Navy orders networking radios for network-centric warfare from Rockwell Collins

July 19, 2016
Military radio designers at Rockwell Collins in Cedar Rapids, Iowa, will provide advanced networking radios for network-centric warfare under a $24.9 million U.S. Navy contract.

Military radio designers at Rockwell Collins in Cedar Rapids, Iowa, will provide advanced networking radios for network-centric warfare under a $24.9 million U.S. Navy contract.

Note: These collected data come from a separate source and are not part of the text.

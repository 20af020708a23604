use crate::error::Result;
use crate::oracle::MaskedSentence;
use serde::{Deserialize, Serialize};
use std::collections::{BTreeSet, HashMap};
use std::path::Path;
use unicode_segmentation::UnicodeSegmentation;

#[derive(Debug, Clone, PartialEq, Eq)]
pub struct CorpusLine {
    pub id: String,
    pub text: String,
}

#[derive(Debug, Clone, Default)]
pub struct CorpusLoad {
    pub lines: Vec<CorpusLine>,
    pub malformed: usize,
}

impl CorpusLoad {
    pub fn load(path: impl AsRef<Path>) -> Result<Self> {
        let path = path.as_ref();
        log::info!("Loading corpus from {:?}", path);
        let raw = std::fs::read_to_string(path)?;
        Ok(Self::parse_str(&raw))
    }

    /// Parses `line_id \t text` records; further tabs belong to the text.
    #[must_use]
    pub fn parse_str(raw: &str) -> Self {
        let mut load = Self::default();
        for line in raw.lines() {
            if line.trim().is_empty() {
                continue;
            }
            match line.split_once('\t') {
                Some((id, text)) if !id.trim().is_empty() => load.lines.push(CorpusLine {
                    id: id.trim().to_string(),
                    text: text.to_string(),
                }),
                _ => load.malformed += 1,
            }
        }
        if load.malformed > 0 {
            log::warn!("Skipped {} malformed corpus lines", load.malformed);
        }
        load
    }
}

/// Where a masked word occurs. Ordering is the tie-break order for context ranking.
#[derive(Debug, Clone, PartialEq, Eq, PartialOrd, Ord, Hash, Serialize, Deserialize)]
pub struct ContextRef {
    pub document_id: String,
    pub sentence_id: usize,
    pub word: String,
}

#[derive(Debug, Clone)]
pub struct Occurrence {
    pub context: ContextRef,
    pub sentence: MaskedSentence,
}

#[must_use]
pub fn tokenize(text: &str) -> Vec<String> {
    text.unicode_words().map(str::to_lowercase).collect()
}

/// Masks the first occurrence of every target word in every sentence of the corpus.
///
/// Multi-token targets (e.g. `well-known`) match as a contiguous token span and are
/// replaced by a single mask token.
#[must_use]
pub fn find_occurrences(
    lines: &[CorpusLine],
    targets: &BTreeSet<String>,
    mask_token: &str,
) -> Vec<Occurrence> {
    // first token -> [(word, word tokens)]
    let mut by_head: HashMap<String, Vec<(&str, Vec<String>)>> = HashMap::new();
    for word in targets {
        let tokens = tokenize(word);
        if let Some(head) = tokens.first().cloned() {
            by_head.entry(head).or_default().push((word.as_str(), tokens));
        }
    }

    let mut out = Vec::new();
    for line in lines {
        for (sentence_id, sentence) in line.text.unicode_sentences().enumerate() {
            let tokens = tokenize(sentence);
            let mut seen: BTreeSet<&str> = BTreeSet::new();
            for (i, token) in tokens.iter().enumerate() {
                let Some(candidates) = by_head.get(token) else {
                    continue;
                };
                for (word, span) in candidates {
                    if seen.contains(word) {
                        continue;
                    }
                    let end = i + span.len();
                    if end > tokens.len() || tokens[i..end] != span[..] {
                        continue;
                    }
                    seen.insert(*word);
                    let mut masked = Vec::with_capacity(tokens.len() + 1 - span.len());
                    masked.extend_from_slice(&tokens[..i]);
                    masked.push(mask_token.to_string());
                    masked.extend_from_slice(&tokens[end..]);
                    out.push(Occurrence {
                        context: ContextRef {
                            document_id: line.id.clone(),
                            sentence_id,
                            word: (*word).to_string(),
                        },
                        sentence: MaskedSentence {
                            tokens: masked,
                            mask_index: i,
                        },
                    });
                }
            }
        }
    }
    out
}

Officials of the Naval Air Warfare Center Weapons Division-Point Mugu at Ventura County Naval Base, Calif., are asking Rockwell Collins to provide as many as 194 Quint Networking Technology (QNT) radios. The contract also calls for Rockwell Collins to provide 379 parts of associated hardware, as well as 36,482 hours of incidental equipment modification services for the AN/ALQ-231(V) Intrepid Tiger Electronic Attack System in support of the Joint Electronic Attack Compatibility Office.

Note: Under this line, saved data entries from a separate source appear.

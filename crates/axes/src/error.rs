use thiserror::Error;

pub type Result<T> = std::result::Result<T, AxesError>;

#[derive(Error, Debug)]
pub enum AxesError {
    #[error("IO error: {0}")]
    IoError(#[from] std::io::Error),

    #[error("Serialization error: {0}")]
    SerializationError(#[from] serde_json::Error),

    #[error("Axis '{axis}' is defined twice with conflicting poles (lines {first_line} and {second_line})")]
    ConflictingAxis {
        axis: String,
        first_line: usize,
        second_line: usize,
    },

    #[error("{0}")]
    Other(String),
}
//! # Lexaxis Vector Store
//!
//! Term embedding aggregation, corpus statistics and the vector math shared by projection.
//!
//! ## Architecture
//!
//! ```text
//! <stem>.json + <stem>_wordcounts.json   (one pair per partition)
//!     │
//!     ├──> RawPartition ──> validated records (skips counted)
//!     │
//!     ├──> TermAccumulator per partition (parallel)
//!     │      └─> merge ──> finalize ──> {term: vector} | {term: {year: vector}}
//!     │
//!     └──> StatsAccumulator ──> StandardizationStats { mean, std }
//!            └─> standardize(vector)
//! ```
//!
//! ## Example
//!
//! ```no_run
//! use lexaxis_vector_store::{save_json, AggregationMode, EmbeddingAggregator, StandardizationStats};
//!
//! fn main() -> anyhow::Result<()> {
//!     let aggregation = EmbeddingAggregator::new(AggregationMode::Overall).aggregate_dir("embed")?;
//!     let stats = StandardizationStats::load("stats.json")?;
//!     let standardized = stats.standardize_table(&aggregation.overall())?;
//!     save_json("agg/overall_standardized.json", &standardized)?;
//!     Ok(())
//! }
//! ```

mod aggregate;
mod error;
mod math;
mod stats;
mod store;
mod types;

pub use aggregate::{Aggregation, AggregationReport, EmbeddingAggregator, TermAccumulator};
pub use error::{Result, VectorStoreError};
pub use math::{batch_cosine_distance, cosine_distance, cosine_similarity, l2_norm};
pub use stats::{StandardizationStats, StatsAccumulator, StatsReport};
pub use store::{
    discover_partitions, load_term_vectors, load_yearly_vectors, majority_width,
    resolve_dimension, save_json, PartitionSource, RawPartition, RawRecord, RecordSkips,
    TermVectors, YearlyTermVectors, MAX_ABS_VALUE,
};
pub use types::{AggregationMode, EmbeddingKey, GroupKey, PartitionKey, NO_YEAR};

The QNT program, supervised by the U.S. Defense Advanced Research Projects Agency (DARPA) in Arlington, Va., is developing a modular network data link to establish multiband communications among manned aircraft, unmanned combat air vehicles (UCAVs), weapons, tactical unmanned aerial vehicles (UAVs), and infantry ground forces.

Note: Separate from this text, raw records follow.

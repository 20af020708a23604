use rayon::prelude::*;

/// Cosine similarity; `0.0` when either vector has zero norm or the widths differ.
#[must_use]
pub fn cosine_similarity(a: &[f64], b: &[f64]) -> f64 {
    if a.len() != b.len() {
        return 0.0;
    }

    let dot_product: f64 = a.iter().zip(b.iter()).map(|(x, y)| x * y).sum();
    let norm_a: f64 = a.iter().map(|x| x * x).sum::<f64>().sqrt();
    let norm_b: f64 = b.iter().map(|x| x * x).sum::<f64>().sqrt();

    if norm_a == 0.0 || norm_b == 0.0 {
        return 0.0;
    }

    dot_product / (norm_a * norm_b)
}

/// `1 - cosine_similarity`, clamped to `[0, 2]`.
#[must_use]
pub fn cosine_distance(a: &[f64], b: &[f64]) -> f64 {
    (1.0 - cosine_similarity(a, b)).clamp(0.0, 2.0)
}

/// Distance from `direction` to every row, in row order.
#[must_use]
pub fn batch_cosine_distance(direction: &[f64], rows: &[Vec<f64>]) -> Vec<f64> {
    rows.par_iter()
        .map(|row| cosine_distance(direction, row))
        .collect()
}

#[must_use]
pub fn l2_norm(v: &[f64]) -> f64 {
    v.iter().map(|x| x * x).sum::<f64>().sqrt()
}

QNT technology seeks to use data links to integrate tactical UAVs, infantrymen, and weapons into the future digital battlefield for network-centric warfare operations that use distributed sensor platforms to find, fix, track, and engage important stationary and moving targets in real time.

On this contract Rockwell Collins will do the work in Cedar Rapids, Iowa, and Yuma, Ariz., and should be finished by May 2021.